Accordingly, the Company’s consolidated financial statements as of and for the three months ended September 30, 2020 will
not be available until November 2020.
The Company believes
that it has navigated the difficult economic conditions posed by the COVID-19 pandemic in a manner that has enabled it to continue
to successfully grow its business on the revenue and profit level through the first nine months of 2020. While difficult economic
conditions remain, the Company believes that the positive tailwinds and momentum on revenue and profit in its business will continue
further. The Company expects to provide guidance for the full year 2020 in its third quarter earnings release.
Forward-Looking Statements
Some of the statements
in this Form 6-K may constitute “forward-looking statements” within the meaning of Section 27A of the Securities Act
of 1933, Section 21E of the Securities and Exchange Act of 1934 and the United States Private Securities Litigation Reform Act
of 1995. Words such as “will,” “expects,” “believes” and similar expressions are used to identify
these forward-looking statements (although not all forward-looking statements include such words). These forward-looking statements,
are made on the basis of management’s current views and assumptions with respect to future events. Any forward-looking statement
is not a guarantee of future performance and actual results could differ materially from those contained in the forward-looking
statement. There are important factors that could cause Sapiens’ actual results to differ materially from the results expressed
or implied by the forward-looking statements, including, but not limited to risks associated with market conditions; the COVID-19
(coronavirus) pandemic, which may last longer than expected and materially adversely affect Sapiens’ results of operations;
the degree of Sapiens’ success in Sapiens’ plans to leverage Sapiens’ global footprint to grow Sapiens’

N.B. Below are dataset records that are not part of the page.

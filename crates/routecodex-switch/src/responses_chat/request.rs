use serde_json::{Map, Value, json};

use routecodex_protocol::openai::chat::{
    ChatCompletionRequest, ChatContent, ChatMessage, ChatRole, FunctionDefinition, ToolCall,
    ToolDefinition, part_text,
};
use routecodex_protocol::openai::responses::ResponsesRequest;

/// Convert a Responses request into the chat canonical form, for targets that
/// only speak Chat Completions.
pub fn responses_to_chat(request: ResponsesRequest) -> ChatCompletionRequest {
    let mut messages = Vec::new();
    if let Some(instructions) = &request.instructions
        && !instructions.is_empty()
    {
        messages.push(ChatMessage::text(ChatRole::System, instructions.clone()));
    }

    for item in request.input_items() {
        map_input_item(&item, &mut messages);
    }

    let tools = request.tools.as_ref().map(|tools| {
        tools
            .iter()
            .filter_map(|tool| map_tool_to_chat(tool))
            .collect::<Vec<_>>()
    });

    ChatCompletionRequest {
        model: request.model,
        messages,
        tools,
        tool_choice: request.tool_choice,
        stream: request.stream,
        max_tokens: request.max_output_tokens,
        temperature: request.temperature,
        top_p: request.top_p,
        stop: None,
        response_format: None,
        extra: Map::new(),
    }
}

/// Convert the chat canonical form into a Responses request, for targets that
/// speak the Responses protocol natively.
pub fn chat_to_responses(request: ChatCompletionRequest) -> ResponsesRequest {
    let mut instructions = Vec::new();
    let mut input = Vec::new();

    for message in &request.messages {
        match message.role {
            ChatRole::System | ChatRole::Developer => {
                if let Some(content) = &message.content {
                    instructions.push(content.joined_text());
                }
            }
            ChatRole::Tool => input.push(json!({
                "type": "function_call_output",
                "call_id": message.tool_call_id.clone().unwrap_or_default(),
                "output": message
                    .content
                    .as_ref()
                    .map(ChatContent::joined_text)
                    .unwrap_or_default(),
            })),
            ChatRole::Assistant => {
                if let Some(content) = &message.content {
                    let text = content.joined_text();
                    if !text.is_empty() {
                        input.push(json!({
                            "type": "message",
                            "role": "assistant",
                            "content": [{"type": "output_text", "text": text}],
                        }));
                    }
                }
                for call in message.tool_calls.iter().flatten() {
                    input.push(json!({
                        "type": "function_call",
                        "call_id": call.id.clone().unwrap_or_default(),
                        "name": call.function.name,
                        "arguments": call.function.arguments,
                    }));
                }
            }
            _ => {
                if let Some(content) = &message.content {
                    input.push(json!({
                        "type": "message",
                        "role": "user",
                        "content": user_content_to_items(content),
                    }));
                }
            }
        }
    }

    let tools = request.tools.map(|tools| {
        tools
            .into_iter()
            .map(|tool| {
                json!({
                    "type": "function",
                    "name": tool.function.name,
                    "description": tool.function.description,
                    "parameters": tool.function.parameters,
                })
            })
            .collect::<Vec<_>>()
    });

    ResponsesRequest {
        model: request.model,
        input: Value::Array(input),
        instructions: (!instructions.is_empty()).then(|| instructions.join("\n")),
        tools,
        tool_choice: request.tool_choice,
        stream: request.stream,
        max_output_tokens: request.max_tokens,
        temperature: request.temperature,
        top_p: request.top_p,
        previous_response_id: None,
        extra: Map::new(),
    }
}

fn map_input_item(item: &Value, messages: &mut Vec<ChatMessage>) {
    let kind = item.get("type").and_then(Value::as_str);
    match kind {
        Some("function_call") => {
            let call_id = item
                .get("call_id")
                .or_else(|| item.get("id"))
                .and_then(Value::as_str)
                .unwrap_or_default();
            let call = ToolCall::function(
                call_id,
                item.get("name").and_then(Value::as_str).unwrap_or_default(),
                item.get("arguments")
                    .and_then(Value::as_str)
                    .unwrap_or("{}")
                    .to_string(),
            );
            messages.push(ChatMessage {
                role: ChatRole::Assistant,
                content: None,
                tool_calls: Some(vec![call]),
                tool_call_id: None,
                reasoning_content: None,
                name: None,
                extra: Map::new(),
            });
        }
        Some("function_call_output") => {
            messages.push(ChatMessage::tool_reply(
                item.get("call_id")
                    .and_then(Value::as_str)
                    .unwrap_or_default(),
                item.get("output")
                    .and_then(Value::as_str)
                    .unwrap_or_default(),
            ));
        }
        Some("reasoning") => {}
        // Bare role items and explicit `message` items are both messages.
        _ if item.get("role").is_some() => {
            let role = match item.get("role").and_then(Value::as_str) {
                Some("assistant") => ChatRole::Assistant,
                Some("system") | Some("developer") => ChatRole::System,
                _ => ChatRole::User,
            };
            if let Some(content) = item.get("content") {
                messages.push(ChatMessage {
                    role,
                    content: Some(item_content_to_chat(content)),
                    tool_calls: None,
                    tool_call_id: None,
                    reasoning_content: None,
                    name: None,
                    extra: Map::new(),
                });
            }
        }
        _ => {}
    }
}

fn item_content_to_chat(content: &Value) -> ChatContent {
    match content {
        Value::String(text) => ChatContent::Text(text.clone()),
        Value::Array(parts) => {
            let has_images = parts
                .iter()
                .any(|part| part.get("type").and_then(Value::as_str) == Some("input_image"));
            if has_images {
                ChatContent::Parts(
                    parts
                        .iter()
                        .filter_map(|part| match part.get("type").and_then(Value::as_str) {
                            Some("input_image") => {
                                let url = part.get("image_url").and_then(Value::as_str)?;
                                Some(json!({"type": "image_url", "image_url": {"url": url}}))
                            }
                            _ => part_text(part)
                                .map(|text| json!({"type": "text", "text": text})),
                        })
                        .collect(),
                )
            } else {
                let text: String = parts.iter().filter_map(part_text).collect();
                ChatContent::Text(text)
            }
        }
        _ => ChatContent::Text(String::new()),
    }
}

fn user_content_to_items(content: &ChatContent) -> Vec<Value> {
    match content {
        ChatContent::Text(text) => vec![json!({"type": "input_text", "text": text})],
        ChatContent::Parts(parts) => parts
            .iter()
            .filter_map(|part| match part.get("type").and_then(Value::as_str) {
                Some("image_url") => {
                    let url = part
                        .get("image_url")
                        .and_then(|image| image.get("url"))
                        .and_then(Value::as_str)?;
                    Some(json!({"type": "input_image", "image_url": url}))
                }
                _ => part_text(part).map(|text| json!({"type": "input_text", "text": text})),
            })
            .collect(),
    }
}

fn map_tool_to_chat(tool: &Value) -> Option<ToolDefinition> {
    // Responses tools are flat; chat nests the function object. Accept both.
    if let Some(function) = tool.get("function") {
        return serde_json::from_value(json!({
            "type": "function",
            "function": function,
        }))
        .ok();
    }
    let name = tool.get("name").and_then(Value::as_str)?;
    Some(ToolDefinition {
        kind: "function".to_string(),
        function: FunctionDefinition {
            name: name.to_string(),
            description: tool
                .get("description")
                .and_then(Value::as_str)
                .map(|text| text.to_string()),
            parameters: tool.get("parameters").cloned(),
            strict: tool.get("strict").and_then(Value::as_bool),
        },
        extra: Map::new(),
    })
}

#[cfg(test)]
mod tests {
    use super::*;

    #[test]
    fn flat_tools_and_instructions_map_into_chat() {
        let request: ResponsesRequest = serde_json::from_value(json!({
            "model": "gpt-5",
            "instructions": "be brief",
            "input": "call echo with text=ping",
            "tools": [{"type": "function", "name": "echo",
                       "parameters": {"type": "object", "properties": {"text": {"type": "string"}}}}],
        }))
        .unwrap();

        let chat = responses_to_chat(request);
        assert_eq!(chat.messages[0].role, ChatRole::System);
        assert_eq!(chat.messages[1].role, ChatRole::User);
        assert_eq!(chat.tools.as_ref().unwrap()[0].function.name, "echo");
    }

    #[test]
    fn function_call_items_become_assistant_tool_calls() {
        let request: ResponsesRequest = serde_json::from_value(json!({
            "model": "gpt-5",
            "input": [
                {"type": "message", "role": "user", "content": "run it"},
                {"type": "function_call", "call_id": "call_1", "name": "echo",
                 "arguments": "{\"text\":\"ping\"}"},
                {"type": "function_call_output", "call_id": "call_1", "output": "ping"},
            ],
        }))
        .unwrap();

        let chat = responses_to_chat(request);
        assert_eq!(chat.messages.len(), 3);
        let calls = chat.messages[1].tool_calls.as_ref().unwrap();
        assert_eq!(calls[0].id.as_deref(), Some("call_1"));
        assert_eq!(chat.messages[2].role, ChatRole::Tool);
        assert_eq!(chat.messages[2].tool_call_id.as_deref(), Some("call_1"));
    }

    #[test]
    fn chat_round_trips_through_responses_items() {
        let chat: ChatCompletionRequest = serde_json::from_value(json!({
            "model": "gpt-5",
            "messages": [
                {"role": "system", "content": "be brief"},
                {"role": "user", "content": "hi"},
                {"role": "assistant", "content": null, "tool_calls": [{
                    "id": "call_9", "type": "function",
                    "function": {"name": "echo", "arguments": "{}"},
                }]},
                {"role": "tool", "tool_call_id": "call_9", "content": "done"},
            ],
        }))
        .unwrap();

        let responses = chat_to_responses(chat.clone());
        assert_eq!(responses.instructions.as_deref(), Some("be brief"));
        let back = responses_to_chat(responses);
        assert_eq!(back.messages.len(), chat.messages.len());
        assert_eq!(back.messages[2].tool_calls, chat.messages[2].tool_calls);
        assert_eq!(back.messages[3].tool_call_id.as_deref(), Some("call_9"));
    }
}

sales; the degree of Sapiens’ success in integrating the companies that Sapiens has acquired through the implementation
of Sapiens’ M&A growth strategy; the lengthy development cycles for Sapiens’ solutions, which may frustrate
Sapiens’ ability to realize revenues and/or profits from Sapiens’ potential new solutions; Sapiens’ lengthy
and complex sales cycles, which do not always result in the realization of revenues; the degree of Sapiens’ success
in retaining Sapiens’ existing customers or competing effectively for greater market share; difficulties in successfully
planning and managing changes in the size of Sapiens’ operations; the frequency of the long-term, large, complex projects
that Sapiens performs that involve complex estimates of project costs and profit margins, which sometimes change mid-stream;
the challenges and potential liability that heightened privacy laws and regulations pose to Sapiens’ business; occasional
disputes with clients, which may adversely impact Sapiens’ results of operations and Sapiens’ reputation; various
intellectual property issues related to Sapiens’ business; potential unanticipated product vulnerabilities or cybersecurity
breaches of Sapiens’ or Sapiens’ customers’ systems; risks related to the insurance industry in which Sapiens’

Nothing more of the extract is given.